Berlin in Spring

Berlin in Spring, and the roar of underground trains, lilac buildings under radiant purple clouds, Italian madrigals spilling through half-open windows, avenues of lime trees, advertisements in neon, shisha bars, the Fernsehturm, graffiti of dragons.

        Light fails and the rain falls.

        The city slashed away by glares diamonds cathedral spires half-veiled outcries, the quivering semblances of the people. They pass through me in a heave of mists, dark sultry shapes floating on rhythms of whispering white echoes. They pass through me like blackbirds in a mulberry forest at dusk, carrying with them whistling air brakes and the throne of Saturn, a nausea of soaked flowers.

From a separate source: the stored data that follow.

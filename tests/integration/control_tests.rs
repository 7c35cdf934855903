//! Control façade + interrupt handler integration.
//!
//! Drives the crossing/phase-tick handlers by hand against a mock output
//! bank and checks that commanded state reaches the gates with the right
//! phase timing.

use phasehub::app::ports::ConfigPort;
use phasehub::adapters::nvs::NvsAdapter;
use phasehub::config::{SystemConfig, CHANNEL_COUNT, PHASE_STEPS};
use phasehub::control::ControlService;
use phasehub::isr;
use phasehub::power::PowerOnPolicy;
use phasehub::store::DeviceStore;

use crate::mock_hw::{GateCall, MockOutputBank, SharedSink};

fn seeded_store() -> DeviceStore {
    let store = DeviceStore::new();
    store.seed(&SystemConfig::default(), &Default::default(), 0);
    store
}

/// Run one half-cycle: a crossing followed by every phase tick.
fn run_half_cycle(store: &DeviceStore, pins: &mut MockOutputBank, now_ms: u64) {
    isr::on_zero_cross(store, pins, now_ms);
    for _ in 0..PHASE_STEPS {
        isr::on_phase_tick(store, pins);
    }
}

#[test]
fn dimmer_command_fires_gate_at_phase_delay() {
    let store = seeded_store();
    let config = SystemConfig::default();
    let mut control = ControlService::new(&store, &config);
    let mut pins = MockOutputBank::new();

    // Channel 2 is Dimmable in the default config.
    control.set_device_state(2, true, 75, false, 0).unwrap();

    isr::on_zero_cross(&store, &mut pins, 0);
    for _ in 0..24 {
        isr::on_phase_tick(&store, &mut pins);
    }
    assert!(!pins.levels[2], "gate must stay low before the fire delay");

    isr::on_phase_tick(&store, &mut pins); // tick 25 = 100 - 75
    assert!(pins.levels[2], "gate must fire once the delay elapses");
}

#[test]
fn switch_channel_follows_the_crossing_not_the_ticks() {
    let store = seeded_store();
    let config = SystemConfig::default();
    let mut control = ControlService::new(&store, &config);
    let mut pins = MockOutputBank::new();

    // Channel 0 is a Switch in the default config.
    control.set_device_state(0, true, 100, false, 0).unwrap();

    isr::on_zero_cross(&store, &mut pins, 0);
    assert!(pins.levels[0]);

    let writes_before = pins.history.len();
    for _ in 0..PHASE_STEPS {
        isr::on_phase_tick(&store, &mut pins);
    }
    // Phase ticks never touch a Switch channel.
    let switch_writes = pins.history[writes_before..]
        .iter()
        .filter(|c| matches!(c, GateCall::Set { channel: 0, .. }))
        .count();
    assert_eq!(switch_writes, 0);
}

#[test]
fn turned_off_channel_never_fires() {
    let store = seeded_store();
    let config = SystemConfig::default();
    let mut control = ControlService::new(&store, &config);
    let mut pins = MockOutputBank::new();

    control.set_device_state(3, true, 90, false, 0).unwrap();
    run_half_cycle(&store, &mut pins, 0);
    assert!(pins.levels[3]);

    control.set_device_state(3, false, 0, false, 10).unwrap();
    run_half_cycle(&store, &mut pins, 10);
    assert!(!pins.levels[3]);
}

#[test]
fn change_sink_sees_every_mutation() {
    let store = seeded_store();
    let config = SystemConfig::default();
    let mut control = ControlService::new(&store, &config);
    let sink = SharedSink::new();
    control.register_change_sink(Box::new(sink.clone()));

    control.set_device_state(1, true, 100, false, 0).unwrap();
    control.set_device_state(2, true, 40, false, 5).unwrap();
    control.set_device_state(1, false, 0, false, 10).unwrap();

    let changes = sink.changes();
    assert_eq!(changes.len(), 3);
    assert_eq!(
        (changes[0].id, changes[0].commanded_on, changes[0].brightness),
        (1, true, 100)
    );
    assert_eq!(
        (changes[1].id, changes[1].commanded_on, changes[1].brightness),
        (2, true, 40)
    );
    // Off retains the stored brightness in the notification too.
    assert_eq!(
        (changes[2].id, changes[2].commanded_on, changes[2].brightness),
        (1, false, 100)
    );
}

#[test]
fn rejected_request_reaches_neither_store_nor_sink() {
    let store = seeded_store();
    let config = SystemConfig::default();
    let mut control = ControlService::new(&store, &config);
    let sink = SharedSink::new();
    control.register_change_sink(Box::new(sink.clone()));

    assert!(control.set_device_state(0, true, 200, false, 0).is_err());
    assert!(control.set_device_state(CHANNEL_COUNT, true, 50, false, 0).is_err());

    assert!(sink.changes().is_empty());
    assert!(!store.snapshot(0).unwrap().commanded_on);
}

#[test]
fn persisted_state_survives_a_power_cycle() {
    let nvs = NvsAdapter::new().unwrap();

    let mut config = SystemConfig::default();
    config.devices[2].power_on_policy = PowerOnPolicy::Last;
    config.devices[3].power_on_policy = PowerOnPolicy::Off;

    // First boot: command a state and persist it.
    {
        let store = DeviceStore::new();
        store.seed(&config, &Default::default(), 0);
        let mut control = ControlService::new(&store, &config);
        control.set_device_state(2, true, 65, false, 100).unwrap();
        control.set_device_state(3, true, 90, false, 100).unwrap();

        assert!(control.take_persistable(10_000, config.state_save_debounce_ms));
        nvs.save_state(&store.persistable()).unwrap();
    }

    // Second boot: the Last channel restores, the Off channel does not.
    {
        let store = DeviceStore::new();
        store.seed(&config, &nvs.load_state().unwrap(), 0);

        let d2 = store.snapshot(2).unwrap();
        assert_eq!((d2.commanded_on, d2.brightness), (true, 65));

        let d3 = store.snapshot(3).unwrap();
        assert!(!d3.commanded_on);
    }
}
//! Fade engine integration through the control façade.

use phasehub::config::SystemConfig;
use phasehub::control::ControlService;
use phasehub::isr;
use phasehub::store::DeviceStore;

use crate::mock_hw::{MockOutputBank, SharedSink};

const STEP_MS: u64 = 50; // 1000ms / 20 steps in the default config

fn setup(store: &DeviceStore) -> (ControlService<'_>, SharedSink) {
    let config = SystemConfig::default();
    store.seed(&config, &Default::default(), 0);
    let mut control = ControlService::new(store, &config);
    let sink = SharedSink::new();
    control.register_change_sink(Box::new(sink.clone()));
    (control, sink)
}

#[test]
fn ramp_up_is_monotonic_and_lands_on_target() {
    let store = DeviceStore::new();
    let (mut control, sink) = setup(&store);

    // Park the channel at 0% so the ramp has the full range to cover.
    control.set_device_state(2, true, 0, false, 0).unwrap();
    control.set_device_state(2, true, 100, true, 0).unwrap();

    let mut now = 0;
    while control.fade_active(2) {
        now += STEP_MS;
        control.process_fades(now);
    }

    let changes = sink.changes();
    // One notification per ramp step, plus the two initial writes.
    assert_eq!(changes.len(), 22);
    let brightnesses: Vec<u8> = changes.iter().map(|c| c.brightness).collect();
    assert!(brightnesses.windows(2).all(|w| w[0] <= w[1]));
    assert_eq!(*brightnesses.last().unwrap(), 100);
    assert_eq!(control.get_device_state(2).unwrap(), (true, 100));
}

#[test]
fn ramp_down_to_off_ends_commanded_off() {
    let store = DeviceStore::new();
    let (mut control, _sink) = setup(&store);

    control.set_device_state(2, true, 80, false, 0).unwrap();
    control.set_device_state(2, false, 0, true, 100).unwrap();

    let mut now = 100;
    while control.fade_active(2) {
        now += STEP_MS;
        control.process_fades(now);
        // Mid-ramp the channel stays on so the gate keeps firing dimmer.
        if control.fade_active(2) {
            assert!(control.get_device_state(2).unwrap().0);
        }
    }

    assert_eq!(control.get_device_state(2).unwrap(), (false, 0));
}

#[test]
fn mid_ramp_brightness_shows_at_the_gate() {
    let store = DeviceStore::new();
    let (mut control, _sink) = setup(&store);
    let mut pins = MockOutputBank::new();

    control.set_device_state(3, true, 0, false, 0).unwrap();
    control.set_device_state(3, true, 100, true, 0).unwrap();

    // Two steps into the ramp: 0 + 100*1/20 = 5, then 5 + 95*2/20 = 14.
    let mut now = 0;
    for _ in 0..2 {
        now += STEP_MS;
        control.process_fades(now);
    }
    let (_, brightness) = control.get_device_state(3).unwrap();
    assert_eq!(brightness, 14);

    isr::on_zero_cross(&store, &mut pins, now);
    for _ in 0..(100 - u32::from(brightness) - 1) {
        isr::on_phase_tick(&store, &mut pins);
    }
    assert!(!pins.levels[3]);
    isr::on_phase_tick(&store, &mut pins);
    assert!(pins.levels[3]);
}

#[test]
fn new_command_mid_ramp_takes_over() {
    let store = DeviceStore::new();
    let (mut control, _sink) = setup(&store);

    control.set_device_state(2, true, 100, true, 0).unwrap();
    control.process_fades(STEP_MS);
    assert!(control.fade_active(2));

    // A later fade request replaces the ramp (last write wins).
    control.set_device_state(2, true, 20, true, STEP_MS + 10).unwrap();
    let mut now = STEP_MS + 10;
    while control.fade_active(2) {
        now += STEP_MS;
        control.process_fades(now);
    }
    assert_eq!(control.get_device_state(2).unwrap(), (true, 20));
}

        Walking along in the silvery-blue drizzle, from streetlight to streetlight and palace to Platz, slender pitches of fog lifting along the vanishing alleyways, a quartz clock glowing in a window drinking up shadow. Kafka’s immaculate laughter groping through hallways of Portuguese marble.

        And the people pass through me.

        Glancing spirits like the last refrains of some dissolving orchestra, their eyes lips adrenal glands kidneys trachea bones eaten by imaginary water-maggots and gone up into syllables of diaphanous cloud.

        Walking in a blur of whirling color, past second-hand shops and the Seer from Erbil, a gambling parlor with shuttered windows and the front door open, odor of honey baklava from a Turkish bakery, old men in a dim lit Kneipe telling cock-and-bull stories, doom palpitating, erotic gardens dimly glowing and now the hour comes down.

        Merlin tunes his instruments.

        Enchanted skewers of bloody light glitter off the hood of a Ford Capri Turbo. Egyptian cobras and golden zucchini singing in the Chamber of Amazia.

        And the people they pass through me.